FRESNO, Calif. (KSEE) – It’s been more than a decade since Vang Pao’s passing. The Hmong leader was once called the biggest hero of the Vietnam War by the CIA for his leadership during the war. And yet, the U.S. Army rejected a request to bury him with full military honors at a national cemetery at the time of his death.
Under new legislation now heading to President Biden’s desk, Hmong Vietnam War veterans will have the military honor they’ve been waiting for.
“During the war, [the Special Guerrilla Unit] was not well known to the outside world,” said Cher Vang, vice-president of the Special Guerrilla Unit (SGU) Veterans chapter in Fresno.
Led by General Vang Pao, they were a group of Hmong secret soldiers in the Vietnam War who were trained and recruited by the CIA to support U.S. forces. Pao later led tens of thousands of his people into exile.
Since stepping on U.S. soil, none of them have received any veterans benefits for their service. When Vang Pao died in Clovis in 2011, the army denied a request to bury him at Arlington National Cemetery in Virginia.
Now, more than a decade later, legislation by Valley congressman Jim Costa is aiming to change how these fallen soldiers are honored.

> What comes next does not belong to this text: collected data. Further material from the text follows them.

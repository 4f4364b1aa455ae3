use std::fs::File;
use std::io::{self, BufWriter, Read};
use std::path::PathBuf;
use std::time::Instant;

use anyhow::{Context, Result};
use clap::{Parser, Subcommand};
use indicatif::{ProgressBar, ProgressStyle};
use serde::Serialize;

use voice_listing::batch;
use voice_listing::listing::{ListingForm, ListingStatus};

#[derive(Parser)]
#[command(name = "voice_listing", about = "Structured property listings from dictated text")]
struct Cli {
    #[command(subcommand)]
    command: Commands,
}

#[derive(Subcommand)]
enum Commands {
    /// Extract a listing record from one transcript
    Extract {
        /// Transcript text (read from stdin when omitted)
        text: Option<String>,
        /// Pretty-print the JSON output
        #[arg(long)]
        pretty: bool,
    },
    /// Extract every line of a transcript file to JSON Lines
    Batch {
        /// File with one transcript per line
        #[arg(short, long)]
        input: PathBuf,
        /// Output file (default: stdout)
        #[arg(short, long)]
        output: Option<PathBuf>,
        /// Max transcripts to process (default: all)
        #[arg(short = 'n', long)]
        limit: Option<usize>,
    },
    /// Extract, fill a listing form and validate it for submission
    Draft {
        /// Transcript text (read from stdin when omitted)
        text: Option<String>,
        #[arg(long)]
        title: String,
        #[arg(long)]
        address: String,
        /// Active, Pending, Sold or Withdrawn
        #[arg(long, default_value = "Active")]
        status: String,
        #[arg(long)]
        pretty: bool,
    },
}

fn main() -> Result<()> {
    tracing_subscriber::fmt()
        .with_env_filter(
            tracing_subscriber::EnvFilter::try_from_default_env()
                .unwrap_or_else(|_| "info".into()),
        )
        .with_writer(io::stderr)
        .init();

    let t0 = Instant::now();
    let cli = Cli::parse();

    let result = match cli.command {
        Commands::Extract { text, pretty } => {
            let text = text_or_stdin(text)?;
            let result = voice_listing::extract(&text);
            print_json(&result, pretty)
        }
        Commands::Batch { input, output, limit } => {
            let pb = ProgressBar::new(0);
            pb.set_style(
                ProgressStyle::default_bar()
                    .template("extracting [{bar:30}] {pos}/{len} transcripts, eta {eta}")?
                    .progress_chars("=> "),
            );

            let counts = match output {
                Some(path) => {
                    let file = File::create(&path)
                        .with_context(|| format!("Failed to create {}", path.display()))?;
                    batch::run(&input, limit, BufWriter::new(file), &pb)?
                }
                None => batch::run(&input, limit, BufWriter::new(io::stdout().lock()), &pb)?,
            };
            counts.print();
            Ok(())
        }
        Commands::Draft {
            text,
            title,
            address,
            status,
            pretty,
        } => {
            let status: ListingStatus = status.parse()?;
            let text = text_or_stdin(text)?;
            let mut form = ListingForm::default();
            form.apply(&voice_listing::extract(&text));

            let draft = form.to_draft(&title, &address, status);
            draft.validate().context("Listing is not ready for submission")?;
            print_json(&draft, pretty)
        }
    };

    let elapsed = t0.elapsed();
    if elapsed.as_secs() >= 1 {
        eprintln!("\nDone in {:.1}s", elapsed.as_secs_f64());
    }

    result
}

fn text_or_stdin(text: Option<String>) -> Result<String> {
    match text {
        Some(t) => Ok(t),
        None => {
            let mut buf = String::new();
            io::stdin()
                .read_to_string(&mut buf)
                .context("Failed to read transcript from stdin")?;
            Ok(buf.trim_end_matches(['\r', '\n']).to_string())
        }
    }
}

fn print_json<T: Serialize>(value: &T, pretty: bool) -> Result<()> {
    let json = if pretty {
        serde_json::to_string_pretty(value)?
    } else {
        serde_json::to_string(value)?
    };
    println!("{}", json);
    Ok(())
}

“There’s estimated to be 4,000 to 5,000 left that are still living,” the 16th District representative said.
The 2022 National Defense Authorization Act (NDAA) expands eligibility for interment in national cemeteries to all members of the Special Guerilla Units who fought in support of the United States during the Vietnam War.

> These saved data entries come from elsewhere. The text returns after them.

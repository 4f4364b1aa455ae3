use serde::{Deserialize, Serialize};
use thiserror::Error;

use crate::record::{ExtractionResult, Feature, MissingField, PropertyType};

const MAX_TITLE: usize = 100;
const MAX_DESCRIPTION: usize = 2000;
const MAX_ADDRESS: usize = 200;

/// Property types the listing store accepts. Narrower than what the engine
/// recognizes: `Flat`, `Villa` and `Townhouse` are rejected here.
pub const ACCEPTED_PROPERTY_TYPES: &[&str] = &["House", "Apartment", "Condo", "Land", "Commercial"];

#[derive(Debug, Clone, Copy, PartialEq, Eq, Default, Serialize, Deserialize)]
pub enum ListingStatus {
    #[default]
    Active,
    Pending,
    Sold,
    Withdrawn,
}

impl std::str::FromStr for ListingStatus {
    type Err = ListingError;

    fn from_str(s: &str) -> Result<Self, Self::Err> {
        match s {
            "Active" => Ok(Self::Active),
            "Pending" => Ok(Self::Pending),
            "Sold" => Ok(Self::Sold),
            "Withdrawn" => Ok(Self::Withdrawn),
            other => Err(ListingError::InvalidStatus(other.to_string())),
        }
    }
}

#[derive(Debug, Clone, PartialEq, Error)]
pub enum ListingError {
    #[error("required fields missing: {}", .0.join(", "))]
    MissingRequired(Vec<&'static str>),

    #[error("{field} cannot exceed {max} characters")]
    TooLong { field: &'static str, max: usize },

    #[error("{0} must be a non-negative number")]
    Negative(&'static str),

    #[error("invalid property type: {0}")]
    InvalidPropertyType(String),

    #[error("invalid status: {0}")]
    InvalidStatus(String),
}

/// Form state held by the caller between dictation and submission.
#[derive(Debug, Clone, Default, PartialEq)]
pub struct ListingForm {
    pub property_type: Option<PropertyType>,
    pub price: Option<f64>,
    pub bedrooms: u32,
    pub bathrooms: Option<u32>,
    pub area: Option<u32>,
    pub features: Vec<Feature>,
    pub description: String,
    pub missing_fields: Vec<MissingField>,
}

impl ListingForm {
    /// Overlays an extraction onto the form. Unset slots keep whatever the
    /// user already entered; bedrooms, features and description always win.
    pub fn apply(&mut self, result: &ExtractionResult) {
        let r = &result.record;
        if r.property_type.is_some() {
            self.property_type = r.property_type;
        }
        if r.price.is_some() {
            self.price = r.price;
        }
        if r.bathrooms.is_some() {
            self.bathrooms = r.bathrooms;
        }
        if r.area.is_some() {
            self.area = r.area;
        }
        self.bedrooms = r.bedrooms;
        self.features = r.features.clone();
        self.description = r.description.clone();
        self.missing_fields = result.missing_fields.clone();
    }

    /// Type and price are needed before moving on to photos.
    pub fn can_continue(&self) -> bool {
        self.property_type.is_some() && self.price.is_some()
    }

    pub fn is_missing(&self, field: MissingField) -> bool {
        self.missing_fields.contains(&field)
    }

    pub fn to_draft(&self, title: &str, address: &str, status: ListingStatus) -> ListingDraft {
        ListingDraft {
            title: title.to_string(),
            description: self.description.clone(),
            address: address.to_string(),
            price: self.price,
            property_type: self.property_type.map(|t| t.to_string()),
            bedrooms: self.bedrooms,
            area: self.area.map(f64::from),
            status,
        }
    }
}

/// Payload handed to the listing store.
#[derive(Debug, Clone, PartialEq, Serialize)]
#[serde(rename_all = "camelCase")]
pub struct ListingDraft {
    pub title: String,
    pub description: String,
    pub address: String,
    pub price: Option<f64>,
    pub property_type: Option<String>,
    pub bedrooms: u32,
    pub area: Option<f64>,
    pub status: ListingStatus,
}

impl ListingDraft {
    /// Store-side checks, first failing rule wins.
    pub fn validate(&self) -> Result<(), ListingError> {
        let mut missing = Vec::new();
        if self.title.trim().is_empty() {
            missing.push("title");
        }
        if self.description.trim().is_empty() {
            missing.push("description");
        }
        if self.address.trim().is_empty() {
            missing.push("address");
        }
        if self.price.is_none() {
            missing.push("price");
        }
        if self.property_type.as_deref().map_or(true, |t| t.trim().is_empty()) {
            missing.push("propertyType");
        }
        if self.area.is_none() {
            missing.push("area");
        }
        if !missing.is_empty() {
            return Err(ListingError::MissingRequired(missing));
        }

        for (field, value, max) in [
            ("title", &self.title, MAX_TITLE),
            ("description", &self.description, MAX_DESCRIPTION),
            ("address", &self.address, MAX_ADDRESS),
        ] {
            if value.trim().chars().count() > max {
                return Err(ListingError::TooLong { field, max });
            }
        }

        for (field, value) in [("price", self.price), ("area", self.area)] {
            if value.is_some_and(|v| !v.is_finite() || v < 0.0) {
                return Err(ListingError::Negative(field));
            }
        }

        if let Some(t) = self.property_type.as_deref() {
            if !ACCEPTED_PROPERTY_TYPES.contains(&t) {
                return Err(ListingError::InvalidPropertyType(t.to_string()));
            }
        }

        Ok(())
    }
}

“It’s the right thing to do,” said Costa.
The NDAA only applies to Veterans’ Affairs National Cemeteries, which means Arlington is not included.
However, local Hmong leaders are celebrating this step.

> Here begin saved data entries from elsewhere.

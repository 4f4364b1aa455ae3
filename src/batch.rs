use std::io::Write;
use std::path::Path;

use anyhow::{Context, Result};
use indicatif::ProgressBar;
use rayon::prelude::*;
use tracing::info;

use crate::parser;
use crate::record::{ExtractionResult, MissingField};

const CHUNK_SIZE: usize = 500;

/// Summary of a batch run.
#[derive(Debug, Default, Clone, PartialEq, Eq)]
pub struct BatchCounts {
    pub total: usize,
    pub complete: usize,
    pub missing_type: usize,
    pub missing_price: usize,
}

impl BatchCounts {
    pub fn from_results(results: &[ExtractionResult]) -> Self {
        let mut counts = Self {
            total: results.len(),
            ..Self::default()
        };
        for r in results {
            if r.is_complete() {
                counts.complete += 1;
            }
            if r.is_missing(MissingField::Type) {
                counts.missing_type += 1;
            }
            if r.is_missing(MissingField::Price) {
                counts.missing_price += 1;
            }
        }
        counts
    }

    pub fn print(&self) {
        eprintln!(
            "Extracted {} transcripts: {} complete, {} missing type, {} missing price.",
            self.total, self.complete, self.missing_type, self.missing_price,
        );
    }
}

/// One transcript per non-blank line.
pub fn read_transcripts(path: &Path, limit: Option<usize>) -> Result<Vec<String>> {
    let content = std::fs::read_to_string(path)
        .with_context(|| format!("Failed to read transcripts from {}", path.display()))?;
    Ok(parse_transcripts(&content, limit))
}

fn parse_transcripts(content: &str, limit: Option<usize>) -> Vec<String> {
    content
        .lines()
        .filter(|l| !l.trim().is_empty())
        .take(limit.unwrap_or(usize::MAX))
        .map(str::to_string)
        .collect()
}

/// Extracts in parallel chunks; output order matches input order.
pub fn extract_all(transcripts: &[String], pb: Option<&ProgressBar>) -> Vec<ExtractionResult> {
    let mut results = Vec::with_capacity(transcripts.len());
    for chunk in transcripts.chunks(CHUNK_SIZE) {
        let extracted: Vec<_> = chunk.par_iter().map(|t| parser::extract(t)).collect();
        results.extend(extracted);
        if let Some(pb) = pb {
            pb.inc(chunk.len() as u64);
        }
    }
    results
}

/// One JSON object per line.
pub fn write_jsonl<W: Write>(mut out: W, results: &[ExtractionResult]) -> Result<()> {
    for r in results {
        serde_json::to_writer(&mut out, r)?;
        out.write_all(b"\n")?;
    }
    out.flush()?;
    Ok(())
}

/// Read, extract, write. Returns the summary for the caller to report.
pub fn run<W: Write>(input: &Path, limit: Option<usize>, out: W, pb: &ProgressBar) -> Result<BatchCounts> {
    let transcripts = read_transcripts(input, limit)?;
    info!("Loaded {} transcripts from {}", transcripts.len(), input.display());

    pb.set_length(transcripts.len() as u64);
    let results = extract_all(&transcripts, Some(pb));
    pb.finish_and_clear();

    write_jsonl(out, &results).context("Failed to write results")?;

    let counts = BatchCounts::from_results(&results);
    info!(
        total = counts.total,
        complete = counts.complete,
        missing_type = counts.missing_type,
        missing_price = counts.missing_price,
        "batch finished"
    );
    Ok(counts)
}

#[cfg(test)]
mod tests {
    use super::*;
    use crate::record::PropertyType;

    fn fixture() -> Vec<String> {
        read_transcripts(Path::new("tests/fixtures/transcripts.txt"), None).unwrap()
    }

    #[test]
    fn skips_blank_lines_and_limits() {
        let t = parse_transcripts("a\n\n  \nb\nc\n", None);
        assert_eq!(t, vec!["a", "b", "c"]);
        assert_eq!(parse_transcripts("a\nb\nc", Some(2)), vec!["a", "b"]);
    }

    #[test]
    fn fixture_counts() {
        let transcripts = fixture();
        assert_eq!(transcripts.len(), 6);
        let results = extract_all(&transcripts, None);
        let counts = BatchCounts::from_results(&results);
        assert_eq!(
            counts,
            BatchCounts {
                total: 6,
                complete: 3,
                missing_type: 2,
                missing_price: 3,
            }
        );
    }

    #[test]
    fn order_preserved() {
        let transcripts = fixture();
        let results = extract_all(&transcripts, None);
        for (t, r) in transcripts.iter().zip(&results) {
            assert_eq!(&r.record.description, t);
        }
        assert_eq!(results[0].record.property_type, Some(PropertyType::Apartment));
        assert_eq!(results[2].record.property_type, Some(PropertyType::House));
    }

    #[test]
    fn large_batch_spans_chunks() {
        let transcripts: Vec<String> = (0..CHUNK_SIZE * 2 + 7)
            .map(|i| format!("{} bed flat for ${}", i % 5, i))
            .collect();
        let results = extract_all(&transcripts, None);
        assert_eq!(results.len(), transcripts.len());
        assert_eq!(results[CHUNK_SIZE + 3].record.price, Some((CHUNK_SIZE + 3) as f64));
    }

    #[test]
    fn jsonl_output() {
        let results = extract_all(&["flat for $10".to_string(), String::new()], None);
        let mut buf = Vec::new();
        write_jsonl(&mut buf, &results).unwrap();
        let text = String::from_utf8(buf).unwrap();
        let lines: Vec<&str> = text.lines().collect();
        assert_eq!(lines.len(), 2);
        let first: serde_json::Value = serde_json::from_str(lines[0]).unwrap();
        assert_eq!(first["record"]["type"], "Flat");
        assert_eq!(first["record"]["price"], 10.0);
        let second: ExtractionResult = serde_json::from_str(lines[1]).unwrap();
        assert_eq!(second.missing_fields, vec![MissingField::Type, MissingField::Price]);
    }
}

“[SGU Veterans] have a sense of pride,” said Vang. “They feel like what they fought for during the war was not in vain.”
Vang estimates there are a couple hundred living vets in the Valley, including his older brothers. He said his late father was also part of SGU.
“When they’d be leaving the house to the battlefront, they did not know if they’d be able to come back.”
Vang adds there still isn’t enough visibility about the role of Hmong soldiers in the Vietnam War, but said he’s happy the heroes in his community are receiving a long-awaited recognition.
The legislation also includes provisions to combat sexual assault in the service, authorizes pay increases to those serving, takes steps to ensure diversity, among other changes.